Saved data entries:
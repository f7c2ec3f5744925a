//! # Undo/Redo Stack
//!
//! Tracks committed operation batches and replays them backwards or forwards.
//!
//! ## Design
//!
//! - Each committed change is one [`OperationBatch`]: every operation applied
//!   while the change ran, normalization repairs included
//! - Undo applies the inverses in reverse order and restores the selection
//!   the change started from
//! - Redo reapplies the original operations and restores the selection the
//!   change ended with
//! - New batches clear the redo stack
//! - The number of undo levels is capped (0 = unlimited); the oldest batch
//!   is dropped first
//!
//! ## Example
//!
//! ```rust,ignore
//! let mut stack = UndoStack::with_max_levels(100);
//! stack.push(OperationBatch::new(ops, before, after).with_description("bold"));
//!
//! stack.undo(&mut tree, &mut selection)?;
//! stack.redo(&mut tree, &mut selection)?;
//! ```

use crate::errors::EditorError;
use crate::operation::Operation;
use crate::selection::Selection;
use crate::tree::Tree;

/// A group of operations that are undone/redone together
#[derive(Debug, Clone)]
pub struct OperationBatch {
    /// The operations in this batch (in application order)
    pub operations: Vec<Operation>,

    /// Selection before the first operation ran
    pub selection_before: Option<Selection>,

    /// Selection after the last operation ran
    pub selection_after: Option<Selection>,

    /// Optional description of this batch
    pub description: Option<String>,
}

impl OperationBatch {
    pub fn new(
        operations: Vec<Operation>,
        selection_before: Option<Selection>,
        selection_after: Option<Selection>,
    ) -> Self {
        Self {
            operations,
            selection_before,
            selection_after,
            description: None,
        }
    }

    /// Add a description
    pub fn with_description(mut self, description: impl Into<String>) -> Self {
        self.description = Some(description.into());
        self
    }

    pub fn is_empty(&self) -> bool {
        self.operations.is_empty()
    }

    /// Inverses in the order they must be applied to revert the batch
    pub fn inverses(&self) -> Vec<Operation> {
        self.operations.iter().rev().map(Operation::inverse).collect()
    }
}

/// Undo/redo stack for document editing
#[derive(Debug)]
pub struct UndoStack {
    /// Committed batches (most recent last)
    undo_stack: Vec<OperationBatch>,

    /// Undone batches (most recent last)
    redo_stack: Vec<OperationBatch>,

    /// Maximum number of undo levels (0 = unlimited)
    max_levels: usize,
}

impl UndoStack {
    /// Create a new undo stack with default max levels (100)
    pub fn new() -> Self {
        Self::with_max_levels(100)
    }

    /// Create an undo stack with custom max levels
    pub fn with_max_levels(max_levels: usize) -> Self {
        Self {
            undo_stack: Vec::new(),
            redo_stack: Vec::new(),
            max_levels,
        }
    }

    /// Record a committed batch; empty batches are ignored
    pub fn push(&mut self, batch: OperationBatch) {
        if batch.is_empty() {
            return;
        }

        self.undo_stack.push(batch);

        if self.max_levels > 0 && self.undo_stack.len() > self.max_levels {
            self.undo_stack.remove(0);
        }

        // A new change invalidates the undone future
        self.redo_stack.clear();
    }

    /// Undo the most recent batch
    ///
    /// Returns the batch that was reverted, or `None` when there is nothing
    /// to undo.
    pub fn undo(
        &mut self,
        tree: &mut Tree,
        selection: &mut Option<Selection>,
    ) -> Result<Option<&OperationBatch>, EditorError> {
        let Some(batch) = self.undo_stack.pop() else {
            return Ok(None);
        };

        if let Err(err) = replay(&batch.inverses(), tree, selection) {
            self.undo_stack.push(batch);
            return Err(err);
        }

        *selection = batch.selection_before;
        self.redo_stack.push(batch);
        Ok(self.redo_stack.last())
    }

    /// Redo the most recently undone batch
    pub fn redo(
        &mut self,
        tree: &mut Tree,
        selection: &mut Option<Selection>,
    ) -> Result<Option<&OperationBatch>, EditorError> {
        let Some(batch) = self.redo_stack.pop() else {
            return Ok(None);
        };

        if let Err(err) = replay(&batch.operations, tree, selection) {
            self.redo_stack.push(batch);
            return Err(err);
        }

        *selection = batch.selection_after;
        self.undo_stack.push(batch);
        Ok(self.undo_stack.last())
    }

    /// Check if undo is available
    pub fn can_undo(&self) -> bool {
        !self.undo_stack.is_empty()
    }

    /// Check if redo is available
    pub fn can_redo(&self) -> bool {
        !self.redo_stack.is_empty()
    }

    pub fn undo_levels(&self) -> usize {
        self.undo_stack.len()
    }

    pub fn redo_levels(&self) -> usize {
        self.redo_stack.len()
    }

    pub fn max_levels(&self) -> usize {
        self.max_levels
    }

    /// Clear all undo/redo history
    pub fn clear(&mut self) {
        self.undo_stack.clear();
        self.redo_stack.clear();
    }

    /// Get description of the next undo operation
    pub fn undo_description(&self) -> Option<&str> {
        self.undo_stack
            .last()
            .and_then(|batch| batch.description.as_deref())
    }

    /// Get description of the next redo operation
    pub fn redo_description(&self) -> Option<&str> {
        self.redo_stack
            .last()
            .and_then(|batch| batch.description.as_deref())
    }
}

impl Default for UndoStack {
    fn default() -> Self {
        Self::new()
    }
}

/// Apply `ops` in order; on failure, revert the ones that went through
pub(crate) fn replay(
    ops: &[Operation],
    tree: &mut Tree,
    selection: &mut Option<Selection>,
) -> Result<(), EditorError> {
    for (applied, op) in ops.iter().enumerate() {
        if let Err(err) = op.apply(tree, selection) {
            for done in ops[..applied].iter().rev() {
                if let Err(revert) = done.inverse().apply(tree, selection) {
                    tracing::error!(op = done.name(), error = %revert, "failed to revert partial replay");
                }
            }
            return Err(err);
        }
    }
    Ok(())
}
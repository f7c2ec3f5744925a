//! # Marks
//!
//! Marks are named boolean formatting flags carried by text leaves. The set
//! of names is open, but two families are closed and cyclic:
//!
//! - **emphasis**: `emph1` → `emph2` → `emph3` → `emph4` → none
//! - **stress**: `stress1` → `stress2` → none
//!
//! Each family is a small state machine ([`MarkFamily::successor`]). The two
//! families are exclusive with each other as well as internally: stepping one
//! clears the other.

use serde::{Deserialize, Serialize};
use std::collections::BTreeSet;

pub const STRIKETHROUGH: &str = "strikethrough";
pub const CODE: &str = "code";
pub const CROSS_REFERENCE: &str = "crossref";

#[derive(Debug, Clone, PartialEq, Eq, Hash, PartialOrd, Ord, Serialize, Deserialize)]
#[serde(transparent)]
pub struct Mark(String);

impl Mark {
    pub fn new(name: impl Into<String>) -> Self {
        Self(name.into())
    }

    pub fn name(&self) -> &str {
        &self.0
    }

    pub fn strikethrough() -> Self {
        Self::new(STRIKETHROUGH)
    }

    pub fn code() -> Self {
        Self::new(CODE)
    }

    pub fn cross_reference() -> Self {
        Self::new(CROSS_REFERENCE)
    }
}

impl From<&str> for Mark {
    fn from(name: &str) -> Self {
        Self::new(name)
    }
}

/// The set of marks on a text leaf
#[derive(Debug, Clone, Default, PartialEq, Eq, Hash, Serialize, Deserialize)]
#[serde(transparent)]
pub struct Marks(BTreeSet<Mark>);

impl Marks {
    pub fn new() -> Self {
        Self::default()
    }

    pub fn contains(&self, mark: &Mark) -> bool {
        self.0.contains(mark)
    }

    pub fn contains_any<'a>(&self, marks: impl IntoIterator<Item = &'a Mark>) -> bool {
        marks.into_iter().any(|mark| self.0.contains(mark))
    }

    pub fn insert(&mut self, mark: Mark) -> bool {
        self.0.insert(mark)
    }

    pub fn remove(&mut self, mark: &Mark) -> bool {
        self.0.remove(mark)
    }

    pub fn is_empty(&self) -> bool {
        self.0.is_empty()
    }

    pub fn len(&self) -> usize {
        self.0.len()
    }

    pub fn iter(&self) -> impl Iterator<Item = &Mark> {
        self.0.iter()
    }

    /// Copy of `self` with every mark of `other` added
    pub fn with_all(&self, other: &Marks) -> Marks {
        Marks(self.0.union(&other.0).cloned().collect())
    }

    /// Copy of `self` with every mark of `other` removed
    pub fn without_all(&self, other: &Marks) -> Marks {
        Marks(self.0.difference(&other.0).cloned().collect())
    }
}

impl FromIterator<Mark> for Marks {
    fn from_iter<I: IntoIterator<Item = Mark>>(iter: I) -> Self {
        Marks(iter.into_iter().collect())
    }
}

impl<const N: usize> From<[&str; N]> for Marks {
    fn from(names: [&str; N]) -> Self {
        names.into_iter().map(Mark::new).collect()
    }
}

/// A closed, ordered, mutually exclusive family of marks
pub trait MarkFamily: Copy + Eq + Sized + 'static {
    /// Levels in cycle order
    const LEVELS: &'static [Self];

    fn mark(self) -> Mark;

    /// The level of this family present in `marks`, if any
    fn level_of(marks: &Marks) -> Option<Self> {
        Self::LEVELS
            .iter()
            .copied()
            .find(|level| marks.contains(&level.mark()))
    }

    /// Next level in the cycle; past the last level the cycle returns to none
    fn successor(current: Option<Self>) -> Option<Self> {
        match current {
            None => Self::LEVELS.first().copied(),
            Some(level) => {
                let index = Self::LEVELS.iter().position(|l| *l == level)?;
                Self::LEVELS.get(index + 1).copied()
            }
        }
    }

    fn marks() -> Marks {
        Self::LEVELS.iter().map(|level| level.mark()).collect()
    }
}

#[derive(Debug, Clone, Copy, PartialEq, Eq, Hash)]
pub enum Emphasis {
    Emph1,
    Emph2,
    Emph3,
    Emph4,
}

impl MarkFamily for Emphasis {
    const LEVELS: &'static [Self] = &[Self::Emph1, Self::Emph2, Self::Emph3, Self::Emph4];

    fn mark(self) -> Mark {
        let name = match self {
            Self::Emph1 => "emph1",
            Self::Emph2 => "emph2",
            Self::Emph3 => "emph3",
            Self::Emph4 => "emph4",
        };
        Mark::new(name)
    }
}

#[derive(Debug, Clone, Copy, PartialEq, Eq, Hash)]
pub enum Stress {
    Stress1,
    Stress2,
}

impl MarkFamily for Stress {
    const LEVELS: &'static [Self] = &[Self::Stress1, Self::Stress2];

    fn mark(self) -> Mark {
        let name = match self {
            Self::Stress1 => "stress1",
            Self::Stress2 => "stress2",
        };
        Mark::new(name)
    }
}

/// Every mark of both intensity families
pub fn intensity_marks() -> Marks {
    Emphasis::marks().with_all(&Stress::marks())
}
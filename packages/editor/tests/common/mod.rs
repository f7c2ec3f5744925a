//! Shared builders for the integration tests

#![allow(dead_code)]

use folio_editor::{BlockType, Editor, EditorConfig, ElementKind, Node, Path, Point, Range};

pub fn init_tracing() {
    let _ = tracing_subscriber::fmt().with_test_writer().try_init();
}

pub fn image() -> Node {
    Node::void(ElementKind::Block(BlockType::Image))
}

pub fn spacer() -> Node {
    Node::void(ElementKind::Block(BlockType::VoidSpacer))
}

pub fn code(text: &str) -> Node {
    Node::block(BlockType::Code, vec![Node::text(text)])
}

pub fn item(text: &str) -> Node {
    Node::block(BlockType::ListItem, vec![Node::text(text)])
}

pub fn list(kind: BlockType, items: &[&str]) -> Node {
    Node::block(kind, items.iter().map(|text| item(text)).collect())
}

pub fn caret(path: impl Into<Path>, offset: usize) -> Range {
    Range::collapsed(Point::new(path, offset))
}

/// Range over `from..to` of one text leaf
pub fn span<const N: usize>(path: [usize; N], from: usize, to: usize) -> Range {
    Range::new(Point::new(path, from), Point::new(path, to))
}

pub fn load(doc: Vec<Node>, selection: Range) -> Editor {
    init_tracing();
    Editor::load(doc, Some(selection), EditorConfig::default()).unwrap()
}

#### GOAL OF THE EXERCISE
Copy every line above that holds the word "index".

#### EXERCISE SOLUTION
                let index = Self::LEVELS.iter().position(|l| *l == level)?;
                Self::LEVELS.get(index + 1).copied()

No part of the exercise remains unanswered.